5. Notes
Page references are to the play published by Currency Press.
p. 2:
AMP Building, Circular Quay: a landmark building near the Sydney Harbour ferry terminal in Sydney.
Stevie Smith (1902–1971) English poet and writer whose poem ‘Not Waving but Drowning’ epitomizes the sense of modern desperation.
p. 3:
Sir Thomas Browne
(1605–1682) English writer and medical practitioner whose most famous work is Religio Medici and whose most learned is Pseudodoxia Epidemica or ‘Vulgar Errors,’ which contains this comment.
p. 6:
D. H. Lawrence (1885–1930).

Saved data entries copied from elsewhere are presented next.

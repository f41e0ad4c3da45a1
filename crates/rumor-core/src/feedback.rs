//! Engagement feedback: grow the weight of every keyword in a clicked title.
//!
//! Each engaged title is tokenized and each of its keywords gains a fixed
//! increment. Weights only ever grow and preferences are never removed, so a
//! lost concurrent update delays convergence without corrupting state.

use std::collections::HashMap;

use serde::{Deserialize, Serialize};

use crate::constants::{FEEDBACK_INCREMENT, UNSEEN_KEYWORD_WEIGHT};
use crate::item::{Preference, PreferenceUpdate};
use crate::tokenizer::extract_keywords;

/// A shortened feedback link as reported by the link service.
#[derive(Debug, Clone, PartialEq, Serialize, Deserialize)]
pub struct Link {
    pub id: String,
    pub link: String,
    #[serde(default)]
    pub title: Option<String>,
}

/// Click count for one time bucket of a link.
#[derive(Debug, Clone, PartialEq, Serialize, Deserialize)]
pub struct ClickSample {
    pub clicks: u64,
    /// Start of the bucket, Unix seconds.
    pub at: u64,
}

/// Whether any bucket strictly after `since` recorded a click.
pub fn is_engaged(samples: &[ClickSample], since: u64) -> bool {
    samples.iter().any(|s| s.clicks > 0 && s.at > since)
}

/// Links with engagement after `since`, each listed once.
pub fn engaged_links<'a>(
    observed: &'a [(Link, Vec<ClickSample>)],
    since: u64,
) -> Vec<&'a Link> {
    observed
        .iter()
        .filter(|(_, samples)| is_engaged(samples, since))
        .map(|(link, _)| link)
        .collect()
}

/// Outcome of adapting weights to a batch of engaged titles.
#[derive(Debug, Default)]
pub struct Adaptation {
    /// Weights to persist, in the order they were derived.
    pub updates: Vec<PreferenceUpdate>,
    /// Titles that produced no keywords and were skipped.
    pub skipped: Vec<String>,
}

/// Derive preference updates from the titles of engaged items.
///
/// Keywords without a stored preference start from `1.0`. The working
/// weights are carried across titles, so a keyword engaged twice in one
/// batch rises by two increments.
pub fn adapt_weights<S: AsRef<str>>(
    engaged_titles: &[S],
    preferences: &[Preference],
) -> Adaptation {
    let mut weights: HashMap<String, f64> = preferences
        .iter()
        .map(|p| (p.keyword.clone(), p.weight))
        .collect();
    let mut result = Adaptation::default();

    for title in engaged_titles {
        let title = title.as_ref();
        let keywords = extract_keywords(title);
        if keywords.is_empty() {
            result.skipped.push(title.to_string());
            continue;
        }

        for keyword in keywords {
            let current = weights
                .get(&keyword)
                .copied()
                .unwrap_or(UNSEEN_KEYWORD_WEIGHT);
            let weight = current + FEEDBACK_INCREMENT;
            weights.insert(keyword.clone(), weight);
            result.updates.push(PreferenceUpdate { keyword, weight });
        }
    }

    result
}
use chrono::DateTime;
use serde::Deserialize;

use rumor_core::{ClickSample, Link};

use super::{UpstreamError, check_status, http_client};
use crate::ports::LinkService;

const OK: &[u16] = &[200, 201];

/// Client for the Bitly v4 API: shortens feedback links and reports how
/// often they were clicked.
pub struct Bitly {
    client: reqwest::Client,
    api_url: String,
    access_token: String,
}

#[derive(Deserialize)]
struct Group {
    guid: String,
    #[serde(default)]
    role: String,
}

#[derive(Deserialize)]
struct Groups {
    groups: Vec<Group>,
}

#[derive(Deserialize)]
struct Links {
    links: Vec<Link>,
}

#[derive(Deserialize)]
struct RawClick {
    clicks: u64,
    date: String,
}

#[derive(Deserialize)]
struct LinkClicks {
    link_clicks: Vec<RawClick>,
}

impl Bitly {
    pub fn new(api_url: &str, access_token: &str) -> Result<Self, UpstreamError> {
        Ok(Self {
            client: http_client()?,
            api_url: api_url.trim_end_matches('/').to_string(),
            access_token: access_token.to_string(),
        })
    }

    fn url(&self, endpoint: &str) -> String {
        format!("{}{endpoint}", self.api_url)
    }

    async fn get<T: serde::de::DeserializeOwned>(
        &self,
        endpoint: &str,
        query: &[(&str, String)],
    ) -> Result<T, UpstreamError> {
        let response = self
            .client
            .get(self.url(endpoint))
            .bearer_auth(&self.access_token)
            .query(query)
            .send()
            .await?;
        Ok(check_status("GET", response, OK)?.json().await?)
    }
}

impl LinkService for Bitly {
    async fn shorten(&self, url: &str, title: &str) -> Result<Link, UpstreamError> {
        let body = serde_json::json!({ "long_url": url, "title": title });
        let response = self
            .client
            .post(self.url("/shorten"))
            .bearer_auth(&self.access_token)
            .json(&body)
            .send()
            .await?;
        Ok(check_status("POST", response, OK)?.json().await?)
    }

    async fn group_id(&self) -> Result<String, UpstreamError> {
        let groups: Groups = self.get("/groups", &[]).await?;
        groups
            .groups
            .into_iter()
            .find(|g| g.role == "org-admin")
            .map(|g| g.guid)
            .ok_or(UpstreamError::MissingGroup)
    }

    async fn list_links(&self, group_id: &str, since: u64) -> Result<Vec<Link>, UpstreamError> {
        let links: Links = self
            .get(
                &format!("/groups/{group_id}/bitlinks"),
                &[("created_after", since.to_string())],
            )
            .await?;
        Ok(links.links)
    }

    async fn clicks(
        &self,
        link_id: &str,
        unit: &str,
        units: u32,
    ) -> Result<Vec<ClickSample>, UpstreamError> {
        let clicks: LinkClicks = self
            .get(
                &format!("/bitlinks/{link_id}/clicks"),
                &[("unit", unit.to_string()), ("units", units.to_string())],
            )
            .await?;
        clicks
            .link_clicks
            .into_iter()
            .map(|c| {
                Ok(ClickSample {
                    clicks: c.clicks,
                    at: parse_click_date(&c.date)?,
                })
            })
            .collect()
    }
}

/// Click buckets are dated like `2026-02-21T13:00:00+0000`; RFC 3339 is
/// accepted as well.
fn parse_click_date(date: &str) -> Result<u64, UpstreamError> {
    DateTime::parse_from_rfc3339(date)
        .or_else(|_| DateTime::parse_from_str(date, "%Y-%m-%dT%H:%M:%S%z"))
        .ok()
        .and_then(|at| u64::try_from(at.timestamp()).ok())
        .ok_or_else(|| UpstreamError::Decode(format!("bad click date {date:?}")))
}
//! Collaborator interfaces the pipeline stages talk through.
//!
//! Stages never reach for a database handle or HTTP client directly; they
//! take these traits so the pure core runs between explicit I/O steps and
//! tests can substitute in-memory fakes.

use anyhow::Result;
use rumor_core::{ClickSample, Item, Link, Preference, Report, now_unix_secs};
use rumor_store::{Message, Store, StoredItem};

use crate::upstream::{FeedItem, UpstreamError};

pub trait MessageQueue {
    fn receive(&self, queue: &str, max: usize) -> Result<Vec<Message>>;
    fn delete(&self, queue: &str, messages: &[Message]) -> Result<()>;
    fn send(&self, queue: &str, bodies: &[String], batch_size: usize) -> Result<()>;
}

pub trait ItemStore {
    fn items_between(&self, table: &str, from: u64, to: u64) -> Result<Vec<Item>>;
    fn put_item(&self, table: &str, item: &StoredItem) -> Result<()>;
    fn purge_expired(&self, table: &str, now: u64) -> Result<usize>;
}

pub trait PreferenceStore {
    fn preferences(&self, table: &str) -> Result<Vec<Preference>>;
    fn put_preference(&self, table: &str, preference: &Preference) -> Result<()>;
}

pub trait ReportStore {
    fn reports_between(&self, table: &str, from: u64, to: u64) -> Result<Vec<Report>>;
    fn put_report(&self, table: &str, report: &Report) -> Result<()>;
}

pub trait ContentFeed {
    async fn top_ids(&self, feed_url: &str) -> Result<Vec<u64>, UpstreamError>;
    /// `None` when the feed has no record for the id.
    async fn fetch_item(
        &self,
        id: &str,
        feed_url: &str,
    ) -> Result<Option<FeedItem>, UpstreamError>;
}

pub trait LinkService {
    async fn shorten(&self, url: &str, title: &str) -> Result<Link, UpstreamError>;
    async fn group_id(&self) -> Result<String, UpstreamError>;
    async fn list_links(&self, group_id: &str, since: u64) -> Result<Vec<Link>, UpstreamError>;
    async fn clicks(
        &self,
        link_id: &str,
        unit: &str,
        units: u32,
    ) -> Result<Vec<ClickSample>, UpstreamError>;
}

pub trait NotificationSink {
    async fn publish(
        &self,
        topic_hint: &str,
        text: &str,
        subject: &str,
    ) -> Result<(), UpstreamError>;
}

// --- SQLite adapters ---

impl MessageQueue for Store {
    fn receive(&self, queue: &str, max: usize) -> Result<Vec<Message>> {
        Ok(self.receive_messages(queue, max, now_unix_secs())?)
    }

    fn delete(&self, queue: &str, messages: &[Message]) -> Result<()> {
        let deleted = self.delete_messages(queue, messages)?;
        if deleted < messages.len() {
            tracing::warn!(
                "{} of {} messages on {queue} were already redelivered",
                messages.len() - deleted,
                messages.len()
            );
        }
        Ok(())
    }

    fn send(&self, queue: &str, bodies: &[String], batch_size: usize) -> Result<()> {
        Ok(self.send_messages(queue, bodies, batch_size)?)
    }
}

impl ItemStore for Store {
    fn items_between(&self, table: &str, from: u64, to: u64) -> Result<Vec<Item>> {
        Ok(Store::items_between(self, table, from, to)?)
    }

    fn put_item(&self, table: &str, item: &StoredItem) -> Result<()> {
        Ok(Store::put_item(self, table, item)?)
    }

    fn purge_expired(&self, table: &str, now: u64) -> Result<usize> {
        Ok(self.purge_expired_items(table, now)?)
    }
}

impl PreferenceStore for Store {
    fn preferences(&self, table: &str) -> Result<Vec<Preference>> {
        Ok(Store::preferences(self, table)?)
    }

    fn put_preference(&self, table: &str, preference: &Preference) -> Result<()> {
        Ok(Store::put_preference(self, table, preference)?)
    }
}

impl ReportStore for Store {
    fn reports_between(&self, table: &str, from: u64, to: u64) -> Result<Vec<Report>> {
        Ok(Store::reports_between(self, table, from, to)?)
    }

    fn put_report(&self, table: &str, report: &Report) -> Result<()> {
        Ok(Store::put_report(self, table, report)?)
    }
}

Novelist, short-story writer, poet and playwright whose relationship with Frieda Weekley, with whom he eloped, was as tempestuous as Katherine suggests in the play. Lawrence also died of tuberculosis.
Cornwall, St Ives: county and town in the South West of England. The comparatively mild climate is helpful to tubercular patients.
p. 7:
Virginia Woolf
(1882–1941). One of the Bloomsbury group of artists and writers with whom Mansfield had contact. Woolf disapproved of, but also admired, Mansfield, and said of their relationship, ‘never again shall I have one like it.’ Woolf’s novels, stories and essays are now regarded as leading feminist work, especially the essay, ‘A Room of One’s Own’ (1929). She committed suicide by drowning.

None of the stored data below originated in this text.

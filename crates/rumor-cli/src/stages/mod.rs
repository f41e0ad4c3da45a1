//! Pipeline stages. Each one fetches through the collaborator traits, runs
//! the pure core, then commits: received messages are only deleted once
//! everything derived from them has been forwarded or stored.

pub mod classification;
pub mod discovery;
pub mod evaluation;
pub mod feedback;
pub mod inspection;
pub mod report;

use rumor_core::constants::SECS_PER_HOUR;
use rumor_core::valid_batch_size;
use serde::{Deserialize, Serialize};

pub use classification::classify;
pub use discovery::discover;
pub use evaluation::evaluate;
pub use feedback::process_feedback;
pub use inspection::inspect;
pub use report::send_reports;

/// Record placed on the collection queue by discovery.
#[derive(Debug, Clone, PartialEq, Serialize, Deserialize)]
pub struct Discovered {
    pub news_item_id: String,
}

/// `Some(batch_size)` when it lies within the accepted queue batch range.
pub(crate) fn checked_batch_size(batch_size: i64) -> Option<usize> {
    usize::try_from(batch_size)
        .ok()
        .filter(|b| valid_batch_size(*b))
}

pub(crate) fn hours_before(now: u64, hours: u64) -> u64 {
    now.saturating_sub(hours.saturating_mul(SECS_PER_HOUR))
}

#[cfg(test)]
pub(crate) mod fakes {
    //! In-memory collaborators for stage tests.

    use std::cell::{Cell, RefCell};
    use std::collections::HashMap;
    use std::io::Write;
    use std::sync::{Arc, Mutex};

    use anyhow::Result;
    use rumor_core::{ClickSample, Item, Link, Preference, Report};
    use rumor_store::{Message, StoredItem};

    use crate::ports::*;
    use crate::upstream::{FeedItem, UpstreamError};

    #[derive(Default)]
    pub struct FakeQueue {
        pub queues: RefCell<HashMap<String, Vec<String>>>,
        pub deleted: RefCell<Vec<(String, usize)>>,
        pub receive_calls: Cell<usize>,
    }

    impl FakeQueue {
        pub fn with(queue: &str, bodies: Vec<String>) -> Self {
            let fake = Self::default();
            fake.queues.borrow_mut().insert(queue.to_string(), bodies);
            fake
        }

        pub fn bodies(&self, queue: &str) -> Vec<String> {
            self.queues.borrow().get(queue).cloned().unwrap_or_default()
        }
    }

    impl MessageQueue for FakeQueue {
        fn receive(&self, queue: &str, max: usize) -> Result<Vec<Message>> {
            self.receive_calls.set(self.receive_calls.get() + 1);
            Ok(self
                .bodies(queue)
                .into_iter()
                .take(max)
                .enumerate()
                .map(|(i, body)| Message {
                    id: i as i64,
                    receipt_handle: format!("{queue}-{i}"),
                    body,
                })
                .collect())
        }

        fn delete(&self, queue: &str, messages: &[Message]) -> Result<()> {
            let mut queues = self.queues.borrow_mut();
            if let Some(bodies) = queues.get_mut(queue) {
                bodies.drain(..messages.len().min(bodies.len()));
            }
            self.deleted
                .borrow_mut()
                .push((queue.to_string(), messages.len()));
            Ok(())
        }

        fn send(&self, queue: &str, bodies: &[String], _batch_size: usize) -> Result<()> {
            self.queues
                .borrow_mut()
                .entry(queue.to_string())
                .or_default()
                .extend(bodies.iter().cloned());
            Ok(())
        }
    }

    #[derive(Default)]
    pub struct FakeStore {
        pub items: RefCell<Vec<StoredItem>>,
        pub preferences: RefCell<Vec<Preference>>,
        pub reports: RefCell<Vec<Report>>,
        pub purged_at: Cell<Option<u64>>,
    }

    impl ItemStore for FakeStore {
        fn items_between(&self, _table: &str, from: u64, to: u64) -> Result<Vec<Item>> {
            Ok(self
                .items
                .borrow()
                .iter()
                .filter(|s| (from..=to).contains(&s.item.created_at))
                .map(|s| s.item.clone())
                .collect())
        }

        fn put_item(&self, _table: &str, item: &StoredItem) -> Result<()> {
            self.items.borrow_mut().push(item.clone());
            Ok(())
        }

        fn purge_expired(&self, _table: &str, now: u64) -> Result<usize> {
            self.purged_at.set(Some(now));
            Ok(0)
        }
    }

    impl PreferenceStore for FakeStore {
        fn preferences(&self, _table: &str) -> Result<Vec<Preference>> {
            Ok(self.preferences.borrow().clone())
        }

        fn put_preference(&self, _table: &str, preference: &Preference) -> Result<()> {
            let mut prefs = self.preferences.borrow_mut();
            match prefs.iter_mut().find(|p| p.keyword == preference.keyword) {
                Some(existing) => existing.weight = preference.weight,
                None => prefs.push(preference.clone()),
            }
            Ok(())
        }
    }

    impl ReportStore for FakeStore {
        fn reports_between(&self, _table: &str, from: u64, to: u64) -> Result<Vec<Report>> {
            Ok(self
                .reports
                .borrow()
                .iter()
                .filter(|r| r.created_at >= from && r.created_at < to)
                .cloned()
                .collect())
        }

        fn put_report(&self, _table: &str, report: &Report) -> Result<()> {
            self.reports.borrow_mut().push(report.clone());
            Ok(())
        }
    }

    #[derive(Default)]
    pub struct FakeFeed {
        pub top: Vec<u64>,
        pub items: HashMap<String, FeedItem>,
        pub failing: bool,
    }

    impl ContentFeed for FakeFeed {
        async fn top_ids(&self, _feed_url: &str) -> Result<Vec<u64>, UpstreamError> {
            if self.failing {
                return Err(UpstreamError::Decode("feed down".into()));
            }
            Ok(self.top.clone())
        }

        async fn fetch_item(
            &self,
            id: &str,
            _feed_url: &str,
        ) -> Result<Option<FeedItem>, UpstreamError> {
            if self.failing {
                return Err(UpstreamError::Decode("feed down".into()));
            }
            Ok(self.items.get(id).cloned())
        }
    }

    #[derive(Default)]
    pub struct FakeLinks {
        pub links: Vec<Link>,
        pub clicks: HashMap<String, Vec<ClickSample>>,
        pub shortened: RefCell<Vec<String>>,
        pub failing: bool,
    }

    impl LinkService for FakeLinks {
        async fn shorten(&self, url: &str, title: &str) -> Result<Link, UpstreamError> {
            if self.failing {
                return Err(UpstreamError::MissingGroup);
            }
            self.shortened.borrow_mut().push(url.to_string());
            let n = self.shortened.borrow().len();
            Ok(Link {
                id: format!("bit.ly/{n}"),
                link: format!("https://bit.ly/{n}"),
                title: Some(title.to_string()),
            })
        }

        async fn group_id(&self) -> Result<String, UpstreamError> {
            if self.failing {
                return Err(UpstreamError::MissingGroup);
            }
            Ok("group".to_string())
        }

        async fn list_links(
            &self,
            _group_id: &str,
            _since: u64,
        ) -> Result<Vec<Link>, UpstreamError> {
            Ok(self.links.clone())
        }

        async fn clicks(
            &self,
            link_id: &str,
            _unit: &str,
            _units: u32,
        ) -> Result<Vec<ClickSample>, UpstreamError> {
            Ok(self.clicks.get(link_id).cloned().unwrap_or_default())
        }
    }

    /// Formatted log output collected while a [`capture_logs`] guard lives.
    #[derive(Clone, Default)]
    pub struct LogBuffer(Arc<Mutex<Vec<u8>>>);

    impl LogBuffer {
        pub fn contents(&self) -> String {
            String::from_utf8_lossy(&self.0.lock().unwrap()).into_owned()
        }
    }

    impl Write for LogBuffer {
        fn write(&mut self, buf: &[u8]) -> std::io::Result<usize> {
            self.0.lock().unwrap().extend_from_slice(buf);
            Ok(buf.len())
        }

        fn flush(&mut self) -> std::io::Result<()> {
            Ok(())
        }
    }

    pub fn capture_logs() -> (LogBuffer, tracing::subscriber::DefaultGuard) {
        let buffer = LogBuffer::default();
        let writer = buffer.clone();
        let subscriber = tracing_subscriber::fmt()
            .with_writer(move || writer.clone())
            .with_ansi(false)
            .finish();
        (buffer, tracing::subscriber::set_default(subscriber))
    }

    #[derive(Default)]
    pub struct FakeSink {
        pub published: RefCell<Vec<(String, String, String)>>,
    }

    impl NotificationSink for FakeSink {
        async fn publish(
            &self,
            topic_hint: &str,
            text: &str,
            subject: &str,
        ) -> Result<(), UpstreamError> {
            self.published.borrow_mut().push((
                topic_hint.to_string(),
                text.to_string(),
                subject.to_string(),
            ));
            Ok(())
        }
    }
}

Alistair Crowley (1875–1947). A minor poet who dabbled in black magic.
p. 9:
Hydrotherapy etc.: advertised as part of the regime at Gurdjieff’s Institute. Duliotherapy is a lesser form of worship, derived from the Greek words meaning ‘service’ and ‘slave’.
p. 11: ‘
Remember me ... into the silent land’. The lines are from ‘Remember’ by Christina Rossetti (1830–1894).
p. 18:
Botanical Gardens: adjacent to Circular Quay, Sydney.
p. 19:
Dr Manhoukin: Dr Ivan Manhoukin, a Russian in exile in Paris, claimed to cure tuberculosis by irradiating the spleen with x-rays.
p. 21:
Grand Lama of Tibet: the Dalai or Grand Lama is the principal of the two highest religious leaders of Tibet and Mongolia.
p. 24:
Palgrave’s Golden Treasury of Best Songs and Lyrical Poems in the English Language: A famous collection first published in 1861, and subsequently until 1965.
p. 29:
H.D.: Hilda Doolittle (1886–1961), American-born poet associated with the Bloomsbury Group and one of the chief Imagist poets, concentrating on ‘a sharp, spare use of natural imagery,’ and using images for their own sake, not as metaphors.
p. 41:
Bolshevik, White Army: the Bolsheviks (Communists after 1918) overcame the Royalist White Army in the Russian Revolutionary War, 1917–1922.
Pyatigorsk: an industrial and spa city in the south Caucasus.
p. 47:
Garsington: Garsington Manor in Oxfordshire was, from 1915–1927, the home of Lady Ottoline Morrell and her husband who entertained their distinguished literary and political guests. D. H. Lawrence includes a thinly-disguised scene at Garsington in Women in Love.